AstraZeneca sign Image copyright Getty Images
Image caption Fears over new Cambridge Campus for AstraZeneca after take over bid

Concern is growing among our Cambridge MPs about the proposed takeover of pharmaceutical giant AstraZeneca by American rival Pfizer.

Worries that the deal could scupper plans to move AstraZeneca's headquarters to Cambridge, with the promise of 2000 jobs, prompted MP Dr Julian Huppert (Lib Dem) to call Business Secretary Vince Cable to make a statement in the House of Commons.

"This is the biggest foreign takeover bid in UK history and would lead to the formation of the world's largest pharmaceutical company," said the MP for Cambridge.

"I am concerned about the future of AstraZeneca's planned move to Cambridge which involves an investment of £330m on site and jobs for 2000 people. And I am worried about Pfizer's future plans in the UK, which have implications for our economy as a whole."

He is not alone. The Leader of the House and South Cambridgeshire MP Andrew Lansley (Con) has also expressed concern over the take over plans. He wants to see a commitment from Pfizer that the Cambridge deal will go ahead.

'Public interest' test

Mr Cable tried to reassure the Commons that the US company had guaranteed it would complete the move, although the government may decide to apply the "public interest" test.

He quoted an open letter to the Prime Minister: "Pfizer says it commits to complete the construction of the currently planned AstraZeneca Cambridge campus, creating a substantial R&D investment hub in Cambridge."

Dr Huppert also wanted Mr Cable to explain what had been learned from the failures in the Kraft Cadbury takeover that, he said, did not safeguard British jobs.

"What powers has he under current legislation to intervene in this area? Pfizer's board have given a written assurance to keep some research and development in the UK with an opt out should "should circumstances significantly change", said Dr Huppert.

"How broad is that opt out and what consequences would Pfizer face if they broke that assurances?
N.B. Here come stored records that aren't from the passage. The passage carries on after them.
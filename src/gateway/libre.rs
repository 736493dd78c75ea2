use super::{check_status, http_client, Gateway, GatewayResult, Translation};
use async_trait::async_trait;
use serde::{Deserialize, Serialize};
use std::time::Duration;

#[derive(Serialize)]
struct LibreRequest<'a> {
    q: &'a str,
    source: &'a str,
    target: &'a str,
    format: &'static str,
}

#[derive(Deserialize)]
struct LibreResponse {
    #[serde(rename = "translatedText")]
    translated_text: String,
    #[serde(rename = "detectedLanguage", default)]
    detected_language: Option<DetectedLanguage>,
}

#[derive(Deserialize)]
struct DetectedLanguage {
    language: String,
}

/// A LibreTranslate instance (`POST {url}/translate`).
pub struct LibreTranslate {
    client: reqwest::Client,
    url: String,
}

impl LibreTranslate {
    pub fn new(url: &str, timeout: Duration) -> GatewayResult<Self> {
        Ok(Self { client: http_client(timeout)?, url: url.trim_end_matches('/').to_string() })
    }
}

/// Instances only report a detection for `auto` requests; otherwise the
/// requested source stands in for it.
fn into_translation(parsed: LibreResponse, source: &str) -> Translation {
    let detected = parsed
        .detected_language
        .map(|d| d.language)
        .unwrap_or_else(|| source.to_string());
    Translation { text: parsed.translated_text, detected_source_language: detected.to_lowercase() }
}

#[async_trait]
impl Gateway for LibreTranslate {
    async fn translate(&self, text: &str, source: &str, target: &str) -> GatewayResult<Translation> {
        let req = LibreRequest { q: text, source, target, format: "text" };
        let resp = self.client.post(format!("{}/translate", self.url)).json(&req).send().await?;
        let resp = check_status(resp).await?;
        let parsed: LibreResponse = resp.json().await?;
        Ok(into_translation(parsed, source))
    }

    fn provider_name(&self) -> &str {
        "LibreTranslate"
    }
}

#[cfg(test)]
mod tests {
    use super::*;
    use serde_json::json;

    #[test]
    fn reads_detected_language_when_present() {
        let parsed: LibreResponse = serde_json::from_value(json!({
            "translatedText": "Hello",
            "detectedLanguage": { "confidence": 90.0, "language": "fr" }
        }))
        .unwrap();
        let t = into_translation(parsed, "auto");
        assert_eq!(t.text, "Hello");
        assert_eq!(t.detected_source_language, "fr");
    }

    #[test]
    fn falls_back_to_requested_source() {
        let parsed: LibreResponse = serde_json::from_value(json!({ "translatedText": "Hallo" })).unwrap();
        assert_eq!(into_translation(parsed, "EN").detected_source_language, "en");
    }

    #[test]
    fn missing_text_fails_to_parse() {
        assert!(serde_json::from_value::<LibreResponse>(json!({ "error": "bad" })).is_err());
    }
}
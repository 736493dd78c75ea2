//! The translation gateway: the boundary the overlay sends text across.
//!
//! The overlay only knows the shape of a request (`text`, `from`, `to`) and of
//! its answer (translated text plus the detected source language, or an
//! error). Which provider answers, and how it is reached, is decided here.

mod deepl;
mod dispatch;
mod google;
mod libre;
pub mod mock;

pub use deepl::DeepL;
pub use dispatch::{Dispatcher, Waker};
pub use google::Google;
pub use libre::LibreTranslate;
pub use mock::{MockGateway, MockMode};

use crate::config::{Config, Provider};
use crate::session::SessionId;
use async_trait::async_trait;
use std::sync::Arc;
use std::time::Duration;
use thiserror::Error;

#[derive(Debug, Clone, PartialEq, Eq)]
pub struct Translation {
    pub text: String,
    pub detected_source_language: String,
}

#[derive(Debug, Clone, PartialEq, Eq, Error)]
pub enum GatewayError {
    #[error("network error: {0}")]
    Transport(String),
    #[error("HTTP {status}{}", detail_suffix(.detail))]
    Status { status: u16, detail: String },
    #[error("unexpected response: {0}")]
    Protocol(String),
    #[error("configuration error: {0}")]
    Config(String),
}

fn detail_suffix(detail: &str) -> String {
    if detail.is_empty() { String::new() } else { format!(": {detail}") }
}

impl From<reqwest::Error> for GatewayError {
    fn from(err: reqwest::Error) -> Self {
        if err.is_decode() {
            GatewayError::Protocol(err.to_string())
        } else if let Some(status) = err.status() {
            GatewayError::Status { status: status.as_u16(), detail: String::new() }
        } else {
            GatewayError::Transport(err.to_string())
        }
    }
}

impl From<serde_json::Error> for GatewayError {
    fn from(err: serde_json::Error) -> Self {
        GatewayError::Protocol(err.to_string())
    }
}

pub type GatewayResult<T> = Result<T, GatewayError>;

#[async_trait]
pub trait Gateway: Send + Sync {
    /// `source` may be [`crate::languages::AUTO`].
    async fn translate(&self, text: &str, source: &str, target: &str) -> GatewayResult<Translation>;

    fn provider_name(&self) -> &str;
}

/// One call issued by a session. `generation` identifies which of the
/// session's calls this is.
#[derive(Debug, Clone, PartialEq, Eq)]
pub struct TranslationRequest {
    pub session: SessionId,
    pub generation: u64,
    pub text: String,
    pub from: String,
    pub to: String,
}

#[derive(Debug, Clone, PartialEq, Eq)]
pub struct TranslationReply {
    pub session: SessionId,
    pub generation: u64,
    pub outcome: GatewayResult<Translation>,
}

impl TranslationReply {
    pub fn to(request: &TranslationRequest, outcome: GatewayResult<Translation>) -> Self {
        Self { session: request.session, generation: request.generation, outcome }
    }
}

/// Where the overlay sends requests. Submitting never blocks; the reply comes
/// back later through whatever channel the sink was built with.
pub trait RequestSink {
    fn submit(&self, request: TranslationRequest);
}

/// Builds the provider named in the configuration.
pub fn from_config(cfg: &Config) -> GatewayResult<Arc<dyn Gateway>> {
    let timeout = Duration::from_secs(cfg.request_timeout_secs);
    let gateway: Arc<dyn Gateway> = match cfg.provider {
        Provider::DeepL => Arc::new(DeepL::new(&cfg.deepl_api_key, &cfg.deepl_endpoint, timeout)?),
        Provider::Google => Arc::new(Google::new(timeout)?),
        Provider::LibreTranslate => Arc::new(LibreTranslate::new(&cfg.libretranslate_url, timeout)?),
    };
    Ok(gateway)
}

pub(crate) fn http_client(timeout: Duration) -> GatewayResult<reqwest::Client> {
    reqwest::Client::builder()
        .timeout(timeout)
        .user_agent(concat!("noctis/", env!("CARGO_PKG_VERSION")))
        .build()
        .map_err(|e| GatewayError::Config(format!("failed to build HTTP client: {e}")))
}

/// Turns a non-success response into [`GatewayError::Status`], keeping a
/// short excerpt of the body as detail.
pub(crate) async fn check_status(resp: reqwest::Response) -> GatewayResult<reqwest::Response> {
    let status = resp.status();
    if status.is_success() {
        return Ok(resp);
    }
    let body = resp.text().await.unwrap_or_default();
    let detail: String = body.trim().chars().take(200).collect();
    Err(GatewayError::Status { status: status.as_u16(), detail })
}
//! Translation sessions: independent widgets bound to frozen text.
//!
//! Every session owns its request lifecycle. Each issued request carries the
//! session's generation at issue time, and only a reply whose generation is
//! still current may change what the session shows. Older replies are
//! dropped silently, which is how a slow answer to a superseded language
//! choice is kept from overwriting a newer one.

use crate::gateway::{TranslationReply, TranslationRequest};
use crate::languages::{self, AUTO};
use crate::logger;
use std::fmt;

#[derive(Debug, Clone, Copy, PartialEq, Eq, Hash, PartialOrd, Ord)]
pub struct SessionId(u64);

impl SessionId {
    pub fn new(raw: u64) -> Self {
        Self(raw)
    }

    pub fn get(&self) -> u64 {
        self.0
    }
}

impl fmt::Display for SessionId {
    fn fmt(&self, f: &mut fmt::Formatter<'_>) -> fmt::Result {
        write!(f, "#{}", self.0)
    }
}

#[derive(Debug, Clone, Copy, PartialEq, Eq)]
pub enum SessionStatus {
    Idle,
    Pending,
    Done,
    Error,
}

#[derive(Debug, Clone, Copy, PartialEq, Eq)]
pub enum Applied {
    Applied,
    /// Reply for a superseded generation; nothing changed.
    Stale,
}

#[derive(Debug, Clone)]
pub struct TranslationSession {
    id: SessionId,
    bound_text: String,
    source_lang: String,
    target_lang: String,
    status: SessionStatus,
    result_text: Option<String>,
    detected_lang: Option<String>,
    error_message: Option<String>,
    auto_label: String,
    generation: u64,
    /// Source language of the request for `generation`.
    issued_source: String,
}

impl TranslationSession {
    fn new(id: SessionId, text: &str, source: &str, target: &str) -> Self {
        Self {
            id,
            bound_text: text.to_string(),
            source_lang: source.to_string(),
            target_lang: target.to_string(),
            status: SessionStatus::Idle,
            result_text: None,
            detected_lang: None,
            error_message: None,
            auto_label: AUTO.to_string(),
            generation: 0,
            issued_source: source.to_string(),
        }
    }

    pub fn id(&self) -> SessionId {
        self.id
    }

    pub fn bound_text(&self) -> &str {
        &self.bound_text
    }

    pub fn source_lang(&self) -> &str {
        &self.source_lang
    }

    pub fn target_lang(&self) -> &str {
        &self.target_lang
    }

    pub fn status(&self) -> SessionStatus {
        self.status
    }

    pub fn result_text(&self) -> Option<&str> {
        self.result_text.as_deref()
    }

    pub fn detected_lang(&self) -> Option<&str> {
        self.detected_lang.as_deref()
    }

    pub fn error_message(&self) -> Option<&str> {
        self.error_message.as_deref()
    }

    pub fn generation(&self) -> u64 {
        self.generation
    }

    /// Label of the `auto` entry in the source picker.
    pub fn auto_label(&self) -> &str {
        &self.auto_label
    }

    /// Text for the result region.
    pub fn status_line(&self) -> String {
        match self.status {
            SessionStatus::Idle => String::new(),
            SessionStatus::Pending => "Translating…".to_string(),
            SessionStatus::Done => self.result_text.clone().unwrap_or_default(),
            SessionStatus::Error => format!("Error: {}", self.error_message.as_deref().unwrap_or("unknown")),
        }
    }

    /// Starts a new generation and returns the request for it.
    fn issue(&mut self) -> TranslationRequest {
        self.generation += 1;
        self.status = SessionStatus::Pending;
        self.issued_source = self.source_lang.clone();
        TranslationRequest {
            session: self.id,
            generation: self.generation,
            text: self.bound_text.clone(),
            from: self.source_lang.clone(),
            to: self.target_lang.clone(),
        }
    }

    fn set_source(&mut self, lang: &str) -> Option<TranslationRequest> {
        if self.source_lang == lang {
            return None;
        }
        self.source_lang = lang.to_string();
        Some(self.issue())
    }

    fn set_target(&mut self, lang: &str) -> Option<TranslationRequest> {
        if self.target_lang == lang {
            return None;
        }
        self.target_lang = lang.to_string();
        Some(self.issue())
    }

    fn apply(&mut self, reply: TranslationReply) -> Applied {
        if reply.generation != self.generation || self.status != SessionStatus::Pending {
            return Applied::Stale;
        }
        match reply.outcome {
            Ok(t) => {
                self.status = SessionStatus::Done;
                self.error_message = None;
                self.auto_label = if self.issued_source == AUTO {
                    languages::auto_label(Some(&t.detected_source_language))
                } else {
                    AUTO.to_string()
                };
                self.detected_lang = Some(t.detected_source_language).filter(|d| !d.is_empty());
                self.result_text = Some(t.text);
            }
            Err(e) => {
                self.status = SessionStatus::Error;
                self.result_text = None;
                self.error_message = Some(e.to_string());
            }
        }
        Applied::Applied
    }
}

/// All open sessions, in creation order (the vertical stack on screen).
#[derive(Debug, Default)]
pub struct SessionStack {
    sessions: Vec<TranslationSession>,
    next_id: u64,
}

impl SessionStack {
    /// Creates a session bound to `text` and returns its first request.
    pub fn open(&mut self, text: &str, source: &str, target: &str) -> (SessionId, TranslationRequest) {
        self.next_id += 1;
        let id = SessionId(self.next_id);
        let mut session = TranslationSession::new(id, text, source, target);
        let request = session.issue();
        self.sessions.push(session);
        logger::info(&format!("Session {id} opened ({} chars, {source} -> {target})", text.chars().count()));
        (id, request)
    }

    /// Removes the session. Closing an unknown or already closed id is a no-op.
    pub fn close(&mut self, id: SessionId) -> bool {
        let before = self.sessions.len();
        self.sessions.retain(|s| s.id != id);
        let closed = self.sessions.len() != before;
        if closed {
            logger::info(&format!("Session {id} closed"));
        }
        closed
    }

    pub fn get(&self, id: SessionId) -> Option<&TranslationSession> {
        self.sessions.iter().find(|s| s.id == id)
    }

    fn get_mut(&mut self, id: SessionId) -> Option<&mut TranslationSession> {
        self.sessions.iter_mut().find(|s| s.id == id)
    }

    pub fn set_source_lang(&mut self, id: SessionId, lang: &str) -> Option<TranslationRequest> {
        self.get_mut(id)?.set_source(lang)
    }

    pub fn set_target_lang(&mut self, id: SessionId, lang: &str) -> Option<TranslationRequest> {
        self.get_mut(id)?.set_target(lang)
    }

    /// Routes a reply to its session. Replies for closed sessions and stale
    /// generations are dropped.
    pub fn apply(&mut self, reply: TranslationReply) -> Applied {
        let (id, generation) = (reply.session, reply.generation);
        let outcome = match self.get_mut(id) {
            Some(session) => session.apply(reply),
            None => Applied::Stale,
        };
        if outcome == Applied::Stale {
            logger::debug(&format!("Dropped reply for session {id} generation {generation}"));
        }
        outcome
    }

    pub fn iter(&self) -> impl Iterator<Item = &TranslationSession> {
        self.sessions.iter()
    }

    pub fn len(&self) -> usize {
        self.sessions.len()
    }

    pub fn is_empty(&self) -> bool {
        self.sessions.is_empty()
    }

    pub fn any_pending(&self) -> bool {
        self.sessions.iter().any(|s| s.status == SessionStatus::Pending)
    }
}

#[cfg(test)]
mod tests {
    use super::*;
    use crate::gateway::{GatewayError, Translation};

    fn ok(req: &TranslationRequest, text: &str, detected: &str) -> TranslationReply {
        TranslationReply::to(
            req,
            Ok(Translation { text: text.into(), detected_source_language: detected.into() }),
        )
    }

    #[test]
    fn open_issues_the_first_request() {
        let mut stack = SessionStack::default();
        let (id, req) = stack.open("Bonjour", "auto", "en");
        assert_eq!(req.session, id);
        assert_eq!(req.generation, 1);
        assert_eq!((req.text.as_str(), req.from.as_str(), req.to.as_str()), ("Bonjour", "auto", "en"));

        let s = stack.get(id).unwrap();
        assert_eq!(s.status(), SessionStatus::Pending);
        assert_eq!(s.status_line(), "Translating…");
    }

    #[test]
    fn done_with_auto_names_the_detected_language() {
        let mut stack = SessionStack::default();
        let (id, req) = stack.open("Bonjour", "auto", "en");
        assert_eq!(stack.apply(ok(&req, "Hello", "fr")), Applied::Applied);

        let s = stack.get(id).unwrap();
        assert_eq!(s.status(), SessionStatus::Done);
        assert_eq!(s.result_text(), Some("Hello"));
        assert_eq!(s.detected_lang(), Some("fr"));
        assert_eq!(s.auto_label(), "Français (auto)");
        assert_eq!(s.status_line(), "Hello");
    }

    #[test]
    fn explicit_source_reverts_the_auto_label() {
        let mut stack = SessionStack::default();
        let (id, req) = stack.open("Bonjour", "auto", "en");
        stack.apply(ok(&req, "Hello", "fr"));

        let req = stack.set_source_lang(id, "fr").unwrap();
        assert_eq!(req.generation, 2);
        stack.apply(ok(&req, "Hello", "fr"));
        assert_eq!(stack.get(id).unwrap().auto_label(), "auto");
    }

    #[test]
    fn stale_reply_never_overwrites_a_newer_one() {
        let mut stack = SessionStack::default();
        let (id, g1) = stack.open("Bonjour", "auto", "en");
        let g2 = stack.set_target_lang(id, "de").unwrap();

        assert_eq!(stack.apply(ok(&g2, "Hallo", "fr")), Applied::Applied);
        assert_eq!(stack.apply(ok(&g1, "Hello", "fr")), Applied::Stale);

        let s = stack.get(id).unwrap();
        assert_eq!(s.result_text(), Some("Hallo"));
        assert_eq!(s.target_lang(), "de");
    }

    #[test]
    fn stale_reply_arriving_first_keeps_the_session_pending() {
        let mut stack = SessionStack::default();
        let (id, g1) = stack.open("Bonjour", "auto", "en");
        let g2 = stack.set_target_lang(id, "de").unwrap();

        assert_eq!(stack.apply(ok(&g1, "Hello", "fr")), Applied::Stale);
        assert_eq!(stack.get(id).unwrap().status(), SessionStatus::Pending);
        stack.apply(ok(&g2, "Hallo", "fr"));
        assert_eq!(stack.get(id).unwrap().result_text(), Some("Hallo"));
    }

    #[test]
    fn same_language_is_not_a_change() {
        let mut stack = SessionStack::default();
        let (id, _) = stack.open("Bonjour", "auto", "en");
        assert!(stack.set_target_lang(id, "en").is_none());
        assert!(stack.set_source_lang(id, "auto").is_none());
        assert_eq!(stack.get(id).unwrap().generation(), 1);
    }

    #[test]
    fn error_is_local_to_its_session() {
        let mut stack = SessionStack::default();
        let (a, req_a) = stack.open("Bonjour", "auto", "en");
        let (b, req_b) = stack.open("Danke", "auto", "en");
        stack.apply(ok(&req_b, "Thanks", "de"));

        let failure = GatewayError::Status { status: 500, detail: String::new() };
        stack.apply(TranslationReply::to(&req_a, Err(failure)));

        let sa = stack.get(a).unwrap();
        assert_eq!(sa.status(), SessionStatus::Error);
        assert_eq!(sa.error_message(), Some("HTTP 500"));
        assert_eq!(sa.status_line(), "Error: HTTP 500");

        let sb = stack.get(b).unwrap();
        assert_eq!(sb.status(), SessionStatus::Done);
        assert_eq!(sb.result_text(), Some("Thanks"));
    }

    #[test]
    fn retry_after_error_by_changing_language() {
        let mut stack = SessionStack::default();
        let (id, req) = stack.open("Bonjour", "auto", "en");
        stack.apply(TranslationReply::to(&req, Err(GatewayError::Transport("offline".into()))));
        let req = stack.set_target_lang(id, "it").unwrap();
        stack.apply(ok(&req, "Ciao", "fr"));
        let s = stack.get(id).unwrap();
        assert_eq!(s.status(), SessionStatus::Done);
        assert_eq!(s.error_message(), None);
    }

    #[test]
    fn close_is_idempotent_and_late_replies_are_dropped() {
        let mut stack = SessionStack::default();
        let (id, req) = stack.open("Bonjour", "auto", "en");
        assert!(stack.close(id));
        assert!(!stack.close(id));
        assert!(stack.is_empty());
        assert_eq!(stack.apply(ok(&req, "Hello", "fr")), Applied::Stale);
        assert!(stack.set_target_lang(id, "de").is_none());
    }

    #[test]
    fn ids_are_unique_and_stack_keeps_creation_order() {
        let mut stack = SessionStack::default();
        let (a, _) = stack.open("one", "auto", "en");
        let (b, _) = stack.open("two", "auto", "en");
        stack.close(a);
        let (c, _) = stack.open("three", "auto", "en");
        assert_ne!(a, c);
        assert_eq!(stack.iter().map(|s| s.id()).collect::<Vec<_>>(), vec![b, c]);
    }
}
How confident is the Business Secretary in their commitment to the UK?"


Mr Cable said it wasn't a beauty contest between the two firms and that they had both made significant redundancies in recent years as well as both having substantial investors and collaborators.

He said he would not rule out intervention but in response to MPs demands to block the deal, Mr Cable said the government was bound by "very serious legal constraints" about state interference.

As concern over the Pfizer bid mounted, two committees of MPs launched inquiries. The Business Innovation and Skills (BIS) committee has summoned the bosses of both Pfizer and AstraZeneca to appear as part of an investigation into the planned takeover.

The Science and Technology committee also want to hear from them about the deal, as well as the Minister for Universities and Science David Willetts.

Labour says there should be an independent investigation into whether a deal is in the national interest and Shadow Business Secretary Chuka Umunna said Pfizer's promises weren't worth the paper they were written on.

AstraZeneca's former chief executive Sir David Barnes has attacked Pfizer calling it a "preying mantis" that would suck the lifeblood out of AstraZeneca.

That's something the company's growing workforce in Cambridge won't want to see happen.